TASK BRIEF -
Report every line in the records below that holds the word "info".

DATASET RECORDS -
•••

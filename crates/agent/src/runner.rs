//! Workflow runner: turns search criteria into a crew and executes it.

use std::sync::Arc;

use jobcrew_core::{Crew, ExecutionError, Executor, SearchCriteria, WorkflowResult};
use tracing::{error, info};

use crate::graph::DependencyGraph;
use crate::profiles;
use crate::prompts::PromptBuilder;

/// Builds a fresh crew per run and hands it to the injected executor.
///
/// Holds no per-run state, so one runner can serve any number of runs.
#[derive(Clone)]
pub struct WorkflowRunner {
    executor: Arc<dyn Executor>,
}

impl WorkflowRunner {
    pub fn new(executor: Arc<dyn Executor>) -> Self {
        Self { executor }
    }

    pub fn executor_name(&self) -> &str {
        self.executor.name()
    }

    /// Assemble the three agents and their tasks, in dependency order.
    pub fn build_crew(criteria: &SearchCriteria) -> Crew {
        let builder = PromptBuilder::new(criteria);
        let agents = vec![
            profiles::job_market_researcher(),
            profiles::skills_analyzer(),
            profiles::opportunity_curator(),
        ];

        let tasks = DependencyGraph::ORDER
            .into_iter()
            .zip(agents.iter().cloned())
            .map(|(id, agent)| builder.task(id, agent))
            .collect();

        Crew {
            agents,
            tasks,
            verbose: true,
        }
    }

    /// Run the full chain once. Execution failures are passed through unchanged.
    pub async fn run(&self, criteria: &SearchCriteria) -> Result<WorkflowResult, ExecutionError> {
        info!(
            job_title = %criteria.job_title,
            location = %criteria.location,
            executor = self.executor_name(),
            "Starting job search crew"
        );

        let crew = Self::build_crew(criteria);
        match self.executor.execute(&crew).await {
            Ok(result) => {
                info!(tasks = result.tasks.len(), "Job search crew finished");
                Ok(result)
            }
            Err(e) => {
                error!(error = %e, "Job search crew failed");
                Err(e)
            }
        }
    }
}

•••

ANSWER SPACE -
use tracing::{error, info};
        info!(
                info!(tasks = result.tasks.len(), "Job search crew finished");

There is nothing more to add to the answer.